**WHAT THE TASK REQUIRES:** Repeat nothing but the lines below running from the one containing "filename src/model/record.rs" to the one containing "not declared fields.". Keep both end lines.

**SOURCE DATA:**

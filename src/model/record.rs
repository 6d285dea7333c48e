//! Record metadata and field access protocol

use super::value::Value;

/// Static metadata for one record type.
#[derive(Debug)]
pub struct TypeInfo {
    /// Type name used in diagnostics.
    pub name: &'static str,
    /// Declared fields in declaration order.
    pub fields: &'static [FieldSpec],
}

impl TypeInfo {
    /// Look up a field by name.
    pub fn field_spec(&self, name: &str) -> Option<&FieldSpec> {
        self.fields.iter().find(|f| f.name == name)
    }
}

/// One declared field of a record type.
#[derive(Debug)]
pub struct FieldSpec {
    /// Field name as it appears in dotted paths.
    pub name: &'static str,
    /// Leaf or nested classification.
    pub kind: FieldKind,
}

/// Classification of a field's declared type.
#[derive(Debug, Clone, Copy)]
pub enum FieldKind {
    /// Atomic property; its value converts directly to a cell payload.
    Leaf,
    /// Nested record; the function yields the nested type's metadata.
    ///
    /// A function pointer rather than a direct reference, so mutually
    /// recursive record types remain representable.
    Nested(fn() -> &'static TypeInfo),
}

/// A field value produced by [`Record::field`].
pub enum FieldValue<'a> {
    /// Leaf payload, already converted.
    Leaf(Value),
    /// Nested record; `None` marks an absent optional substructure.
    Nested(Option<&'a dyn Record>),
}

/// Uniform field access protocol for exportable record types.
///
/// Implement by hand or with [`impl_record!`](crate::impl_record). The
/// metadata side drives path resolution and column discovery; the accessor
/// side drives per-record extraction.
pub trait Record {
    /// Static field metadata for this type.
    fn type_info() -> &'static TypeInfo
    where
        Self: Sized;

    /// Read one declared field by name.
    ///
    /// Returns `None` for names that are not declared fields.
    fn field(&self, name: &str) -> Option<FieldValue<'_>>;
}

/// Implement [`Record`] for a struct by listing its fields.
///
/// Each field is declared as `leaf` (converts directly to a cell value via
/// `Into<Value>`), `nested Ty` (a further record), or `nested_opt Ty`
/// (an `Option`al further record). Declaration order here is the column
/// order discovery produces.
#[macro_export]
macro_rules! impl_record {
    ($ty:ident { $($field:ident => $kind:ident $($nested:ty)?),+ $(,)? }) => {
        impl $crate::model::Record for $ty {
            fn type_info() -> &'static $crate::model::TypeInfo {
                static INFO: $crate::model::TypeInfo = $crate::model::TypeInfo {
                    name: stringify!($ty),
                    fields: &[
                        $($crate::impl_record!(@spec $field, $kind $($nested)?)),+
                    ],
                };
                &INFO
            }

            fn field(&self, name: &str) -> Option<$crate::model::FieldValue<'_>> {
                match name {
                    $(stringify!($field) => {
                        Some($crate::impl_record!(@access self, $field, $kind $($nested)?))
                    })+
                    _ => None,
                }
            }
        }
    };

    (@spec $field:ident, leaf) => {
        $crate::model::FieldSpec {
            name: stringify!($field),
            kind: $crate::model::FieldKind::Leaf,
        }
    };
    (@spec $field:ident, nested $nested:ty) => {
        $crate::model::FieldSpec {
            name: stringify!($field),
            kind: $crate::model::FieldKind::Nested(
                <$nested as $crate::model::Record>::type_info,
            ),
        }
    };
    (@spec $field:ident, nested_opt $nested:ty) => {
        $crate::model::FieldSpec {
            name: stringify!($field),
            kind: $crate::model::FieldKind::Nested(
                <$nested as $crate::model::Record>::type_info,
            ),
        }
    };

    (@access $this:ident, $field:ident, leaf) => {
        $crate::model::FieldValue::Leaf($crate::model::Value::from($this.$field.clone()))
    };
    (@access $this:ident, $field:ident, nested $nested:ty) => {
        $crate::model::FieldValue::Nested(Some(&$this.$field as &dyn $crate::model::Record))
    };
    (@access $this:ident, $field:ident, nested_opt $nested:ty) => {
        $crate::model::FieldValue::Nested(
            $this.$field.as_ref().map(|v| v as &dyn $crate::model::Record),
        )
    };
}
* * *
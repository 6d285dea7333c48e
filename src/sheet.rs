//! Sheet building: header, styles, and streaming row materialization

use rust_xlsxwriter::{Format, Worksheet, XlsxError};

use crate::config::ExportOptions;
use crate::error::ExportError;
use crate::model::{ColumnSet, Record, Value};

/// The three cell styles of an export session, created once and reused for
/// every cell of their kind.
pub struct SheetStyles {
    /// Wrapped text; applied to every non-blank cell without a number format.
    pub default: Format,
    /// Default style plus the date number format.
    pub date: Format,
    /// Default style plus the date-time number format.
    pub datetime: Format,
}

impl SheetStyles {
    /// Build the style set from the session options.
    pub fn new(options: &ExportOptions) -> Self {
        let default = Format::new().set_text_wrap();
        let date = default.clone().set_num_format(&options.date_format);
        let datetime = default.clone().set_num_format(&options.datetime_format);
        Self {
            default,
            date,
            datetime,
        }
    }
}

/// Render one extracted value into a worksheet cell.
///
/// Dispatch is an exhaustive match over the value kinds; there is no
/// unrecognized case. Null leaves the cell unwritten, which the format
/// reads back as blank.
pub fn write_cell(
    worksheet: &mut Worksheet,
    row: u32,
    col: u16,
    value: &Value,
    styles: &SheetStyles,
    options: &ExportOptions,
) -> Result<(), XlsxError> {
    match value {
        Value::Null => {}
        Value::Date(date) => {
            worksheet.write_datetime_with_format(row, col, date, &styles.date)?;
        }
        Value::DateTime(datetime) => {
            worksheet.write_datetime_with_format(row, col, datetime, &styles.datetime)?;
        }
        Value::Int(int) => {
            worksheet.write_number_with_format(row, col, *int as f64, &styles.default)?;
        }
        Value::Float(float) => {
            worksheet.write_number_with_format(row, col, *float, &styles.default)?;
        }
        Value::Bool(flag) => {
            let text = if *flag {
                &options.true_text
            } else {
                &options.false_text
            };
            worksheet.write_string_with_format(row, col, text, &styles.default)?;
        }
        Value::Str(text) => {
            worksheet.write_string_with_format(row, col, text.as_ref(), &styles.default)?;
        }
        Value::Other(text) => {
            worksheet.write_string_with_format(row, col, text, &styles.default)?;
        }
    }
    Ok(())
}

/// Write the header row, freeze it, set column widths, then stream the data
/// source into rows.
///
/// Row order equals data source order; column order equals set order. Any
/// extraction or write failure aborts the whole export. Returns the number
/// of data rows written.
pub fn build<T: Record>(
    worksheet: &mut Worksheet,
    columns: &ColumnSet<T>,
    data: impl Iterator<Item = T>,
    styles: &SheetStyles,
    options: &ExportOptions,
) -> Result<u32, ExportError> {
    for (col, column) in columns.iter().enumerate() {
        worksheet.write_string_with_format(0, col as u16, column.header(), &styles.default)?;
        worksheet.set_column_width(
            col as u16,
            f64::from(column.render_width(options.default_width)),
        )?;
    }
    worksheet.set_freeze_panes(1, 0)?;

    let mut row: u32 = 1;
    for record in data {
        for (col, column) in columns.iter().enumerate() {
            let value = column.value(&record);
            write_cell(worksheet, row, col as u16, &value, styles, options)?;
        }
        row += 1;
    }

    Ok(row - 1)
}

**ANSWER TO THIS PROBLEM:**
filename src/model/record.rs
repository 6d285dea7333c48e
//! Record metadata and field access protocol

use super::value::Value;

/// Static metadata for one record type.
#[derive(Debug)]
pub struct TypeInfo {
    /// Type name used in diagnostics.
    pub name: &'static str,
    /// Declared fields in declaration order.
    pub fields: &'static [FieldSpec],
}

impl TypeInfo {
    /// Look up a field by name.
    pub fn field_spec(&self, name: &str) -> Option<&FieldSpec> {
        self.fields.iter().find(|f| f.name == name)
    }
}

/// One declared field of a record type.
#[derive(Debug)]
pub struct FieldSpec {
    /// Field name as it appears in dotted paths.
    pub name: &'static str,
    /// Leaf or nested classification.
    pub kind: FieldKind,
}

/// Classification of a field's declared type.
#[derive(Debug, Clone, Copy)]
pub enum FieldKind {
    /// Atomic property; its value converts directly to a cell payload.
    Leaf,
    /// Nested record; the function yields the nested type's metadata.
    ///
    /// A function pointer rather than a direct reference, so mutually
    /// recursive record types remain representable.
    Nested(fn() -> &'static TypeInfo),
}

/// A field value produced by [`Record::field`].
pub enum FieldValue<'a> {
    /// Leaf payload, already converted.
    Leaf(Value),
    /// Nested record; `None` marks an absent optional substructure.
    Nested(Option<&'a dyn Record>),
}

/// Uniform field access protocol for exportable record types.
///
/// Implement by hand or with [`impl_record!`](crate::impl_record). The
/// metadata side drives path resolution and column discovery; the accessor
/// side drives per-record extraction.
pub trait Record {
    /// Static field metadata for this type.
    fn type_info() -> &'static TypeInfo
    where
        Self: Sized;

    /// Read one declared field by name.
    ///
    /// Returns `None` for names that are not declared fields.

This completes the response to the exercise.